=== Raw data ===
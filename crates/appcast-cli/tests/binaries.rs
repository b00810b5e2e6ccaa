//! Run the installed binaries against a scratch release layout.
//!
//! `PATH` points at a scratch directory, so the only Sparkle tools found are
//! the fakes a test puts there.

use std::path::Path;
use std::process::{Command, Output};

use appcast_test::{SAMPLE_APPCAST, release_layout};

fn command(bin: &str, root: &Path, empty_path: &Path) -> Command {
    let mut cmd = Command::new(bin);
    cmd.current_dir(root)
        .env("PATH", empty_path)
        .env_remove("SPARKLE_PRIVATE_KEY")
        .env_remove("APPCAST_SIGNER_CONFIG")
        .env_remove("APPCAST_SIGNER_LOG");
    cmd
}

fn stdout(output: &Output) -> String {
    String::from_utf8_lossy(&output.stdout).into_owned()
}

#[test]
fn sign_without_secret_exits_zero_and_writes_nothing() {
    let root = tempfile::tempdir().unwrap();
    let empty = tempfile::tempdir().unwrap();
    let (dist, feeds) = release_layout(root.path());

    let output = command(env!("CARGO_BIN_EXE_appcast-sign"), root.path(), empty.path())
        .output()
        .unwrap();

    assert!(output.status.success());
    assert!(stdout(&output).contains("SPARKLE_PRIVATE_KEY is not set"));
    assert!(!dist.join("signatures.json").exists());
    assert_eq!(std::fs::read_to_string(&feeds[0]).unwrap(), SAMPLE_APPCAST);
}

#[test]
fn sign_with_missing_assets_dir_exits_one() {
    let root = tempfile::tempdir().unwrap();
    let empty = tempfile::tempdir().unwrap();

    let output = command(env!("CARGO_BIN_EXE_appcast-sign"), root.path(), empty.path())
        .env("SPARKLE_PRIVATE_KEY", "BwcHBwcHBwcHBwcHBwcHBwcHBwcHBwcHBwcHBwcHBwc=")
        .arg("missing")
        .output()
        .unwrap();

    assert_eq!(output.status.code(), Some(1));
    assert!(String::from_utf8_lossy(&output.stderr).contains("does not exist"));
}

#[test]
fn keygen_sign_verify_round() {
    let root = tempfile::tempdir().unwrap();
    let empty = tempfile::tempdir().unwrap();
    let (dist, feeds) = release_layout(root.path());

    let keygen = command(env!("CARGO_BIN_EXE_appcast-keygen"), root.path(), empty.path())
        .arg("keys")
        .output()
        .unwrap();
    assert!(keygen.status.success(), "{}", String::from_utf8_lossy(&keygen.stderr));
    assert!(stdout(&keygen).contains("<key>SUPublicEDKey</key>"));

    // A second run must not clobber the key.
    let again = command(env!("CARGO_BIN_EXE_appcast-keygen"), root.path(), empty.path())
        .arg("keys")
        .output()
        .unwrap();
    assert_eq!(again.status.code(), Some(1));
    assert!(String::from_utf8_lossy(&again.stderr).contains("--force"));

    let private_key = std::fs::read_to_string(root.path().join("keys/sparkle_private_key.txt")).unwrap();
    let sign = command(env!("CARGO_BIN_EXE_appcast-sign"), root.path(), empty.path())
        .env("SPARKLE_PRIVATE_KEY", &private_key)
        .output()
        .unwrap();
    assert!(sign.status.success(), "{}", String::from_utf8_lossy(&sign.stderr));
    assert!(dist.join("signatures.json").exists());
    assert!(std::fs::read_to_string(&feeds[1]).unwrap().contains("sparkle:edSignature="));

    let verify = command(env!("CARGO_BIN_EXE_appcast-verify"), root.path(), empty.path())
        .args(["--public-key", "keys/sparkle_public_key.txt"])
        .output()
        .unwrap();
    assert!(verify.status.success(), "{}", stdout(&verify));
    assert!(stdout(&verify).contains("2 verified, 0 mismatched, 0 missing"));

    std::fs::write(dist.join("App-1.0.zip"), b"tampered").unwrap();
    let verify = command(env!("CARGO_BIN_EXE_appcast-verify"), root.path(), empty.path())
        .args(["--public-key", "keys/sparkle_public_key.txt"])
        .output()
        .unwrap();
    assert_eq!(verify.status.code(), Some(1));
}

#[cfg(unix)]
#[test]
fn keygen_falls_back_when_sparkle_tool_fails() {
    use std::os::unix::fs::PermissionsExt;

    let root = tempfile::tempdir().unwrap();
    let tools = tempfile::tempdir().unwrap();
    let script = tools.path().join("generate_keys");
    std::fs::write(&script, "#!/bin/sh\necho 'keychain locked' >&2\nexit 1\n").unwrap();
    std::fs::set_permissions(&script, std::fs::Permissions::from_mode(0o755)).unwrap();

    let keygen = command(env!("CARGO_BIN_EXE_appcast-keygen"), root.path(), tools.path())
        .arg("keys")
        .output()
        .unwrap();

    assert!(keygen.status.success(), "{}", String::from_utf8_lossy(&keygen.stderr));
    assert!(stdout(&keygen).contains("native ed25519"));
    let public_key = std::fs::read_to_string(root.path().join("keys/sparkle_public_key.txt")).unwrap();
    assert!(appcast_crypto::PublicKey::from_base64(public_key.trim()).is_ok());
}
//! Key pair generation and the files handed to the operator.

use std::path::PathBuf;

use appcast_config::{KeysSection, SignerConfig};
use appcast_crypto::SignatureEngine;
use appcast_crypto::keyfile::{write_owner_only, write_world_readable};
use tracing::{debug, info};

use crate::error::{CliError, CliResult};
use crate::instructions::{plist_snippet, setup_guide};

/// What to generate and where.
#[derive(Debug, Clone)]
pub struct KeygenRequest {
    /// Directory receiving the key files. Created if missing.
    pub output_dir: PathBuf,
    /// Replace an existing private key.
    pub force: bool,
    /// Output file names.
    pub files: KeysSection,
    /// Secret name the setup guide tells the operator to use.
    pub secret_env: String,
}

impl KeygenRequest {
    /// Build a request from the loaded configuration.
    #[must_use]
    pub fn from_config(config: &SignerConfig, output_dir: impl Into<PathBuf>, force: bool) -> Self {
        Self {
            output_dir: output_dir.into(),
            force,
            files: config.keys.clone(),
            secret_env: config.signing.secret_env.clone(),
        }
    }

    fn path(&self, name: &str) -> PathBuf {
        self.output_dir.join(name)
    }
}

/// Files written by [`generate_keys`].
#[derive(Debug, Clone, PartialEq, Eq)]
pub struct GeneratedKeys {
    /// Backend that produced the pair.
    pub backend: &'static str,
    /// Short hex identifier of the public key.
    pub key_id: String,
    /// Base64 public key.
    pub public_key: String,
    /// Private key file (mode 0600).
    pub private_key_file: PathBuf,
    /// Public key file.
    pub public_key_file: PathBuf,
    /// Setup guide (mode 0600).
    pub guide_file: PathBuf,
    /// `Info.plist` snippet file.
    pub snippet_file: PathBuf,
    /// The `Info.plist` snippet text.
    pub snippet: String,
}

/// Generate a key pair and write the key files, guide and snippet.
///
/// Nothing is written unless generation succeeds. An existing private key
/// is only replaced when `request.force` is set.
///
/// # Errors
///
/// Returns [`CliError::KeyFileExists`] when a private key is already
/// present, [`CliError::Crypto`] if the backend (and any fallback) fails, and
/// [`CliError::Io`] if a file cannot be written.
pub fn generate_keys(engine: &SignatureEngine, request: &KeygenRequest) -> CliResult<GeneratedKeys> {
    let private_key_file = request.path(&request.files.private_key_file);
    if !request.force && private_key_file.exists() {
        return Err(CliError::KeyFileExists {
            path: private_key_file,
        });
    }

    let (pair, backend) = engine.generate_keypair_reporting()?;
    let private_key = pair.secret().to_base64();
    let public_key = pair.public().to_base64();
    debug!(backend, "key pair generated");

    std::fs::create_dir_all(&request.output_dir).map_err(CliError::io(&request.output_dir))?;

    write_owner_only(&private_key_file, private_key.as_bytes(), request.force).map_err(|e| {
        if e.kind() == std::io::ErrorKind::AlreadyExists {
            CliError::KeyFileExists {
                path: private_key_file.clone(),
            }
        } else {
            CliError::io(&private_key_file)(e)
        }
    })?;

    let public_key_file = request.path(&request.files.public_key_file);
    write_world_readable(&public_key_file, public_key.as_bytes()).map_err(CliError::io(&public_key_file))?;

    let guide_file = request.path(&request.files.guide_file);
    let guide = setup_guide(&request.secret_env, &private_key);
    write_owner_only(&guide_file, guide.as_bytes(), true).map_err(CliError::io(&guide_file))?;

    let snippet = plist_snippet(&public_key);
    let snippet_file = request.path(&request.files.snippet_file);
    write_world_readable(&snippet_file, snippet.as_bytes()).map_err(CliError::io(&snippet_file))?;

    let key_id = pair.public().key_id_hex();
    info!(key_id = %key_id, dir = %request.output_dir.display(), "wrote key files");

    Ok(GeneratedKeys {
        backend,
        key_id,
        public_key,
        private_key_file,
        public_key_file,
        guide_file,
        snippet_file,
        snippet,
    })
}
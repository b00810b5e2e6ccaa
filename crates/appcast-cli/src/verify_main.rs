//! `appcast-verify`: check a signature map against the assets and a public key.

#![deny(unsafe_code)]
#![deny(missing_docs)]
#![deny(clippy::all)]
#![deny(clippy::unwrap_used)]

use std::path::PathBuf;
use std::process;

use anyhow::{Context, Result};
use appcast_cli::bootstrap;
use appcast_cli::theme::Theme;
use appcast_cli::verify::{load_public_key, verify_assets};
use appcast_feed::SignatureMap;
use clap::Parser;

/// Verify release assets against their recorded Ed25519 signatures
#[derive(Parser)]
#[command(name = "appcast-verify", version, about, long_about = None)]
struct Cli {
    /// Public key: a file containing it, or the base64 text itself
    #[arg(long, value_name = "FILE|BASE64")]
    public_key: String,

    /// Directory holding the release assets [default: from config, `dist`]
    assets_dir: Option<PathBuf>,

    /// Signature map [default: `signatures.json` in the assets directory]
    #[arg(long, value_name = "PATH")]
    signatures: Option<PathBuf>,

    /// Configuration file
    #[arg(long, env = "APPCAST_SIGNER_CONFIG")]
    config: Option<PathBuf>,

    /// Enable verbose output
    #[arg(short, long)]
    verbose: bool,
}

fn main() {
    let cli = Cli::parse();
    match run(cli) {
        Ok(true) => {},
        Ok(false) => process::exit(1),
        Err(e) => {
            eprintln!("{}", Theme::error(&format!("{e:#}")));
            process::exit(1);
        },
    }
}

/// Returns whether every entry verified.
fn run(cli: Cli) -> Result<bool> {
    let config = bootstrap::init(cli.config.as_deref(), cli.verbose)?;
    let public_key = load_public_key(&cli.public_key).context("invalid public key")?;

    let assets_dir = cli.assets_dir.unwrap_or_else(|| config.signing.assets_dir.clone());
    let signatures_file = cli
        .signatures
        .unwrap_or_else(|| config.signing.signatures_path(&assets_dir));
    let signatures = SignatureMap::load(&signatures_file)?;

    let report = verify_assets(&public_key, &assets_dir, &signatures);
    for asset in &report.verified {
        println!("{}", Theme::success(&format!("{asset} verified")));
    }
    for asset in &report.mismatched {
        println!("{}", Theme::error(&format!("{asset}: signature does not match")));
    }
    for asset in &report.missing {
        println!("{}", Theme::warning(&format!("{asset}: file not found")));
    }
    println!(
        "{}",
        Theme::info(&format!(
            "{} verified, {} mismatched, {} missing (key {})",
            report.verified.len(),
            report.mismatched.len(),
            report.missing.len(),
            public_key.key_id_hex()
        ))
    );

    Ok(report.is_success())
}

=== What is needed ===
Scan the records above for the string "verified", then select every line that holds it.

=== Worked solution ===
    assert!(stdout(&verify).contains("2 verified, 0 mismatched, 0 missing"));
/// Returns whether every entry verified.
    for asset in &report.verified {
        println!("{}", Theme::success(&format!("{asset} verified")));
            "{} verified, {} mismatched, {} missing (key {})",
            report.verified.len(),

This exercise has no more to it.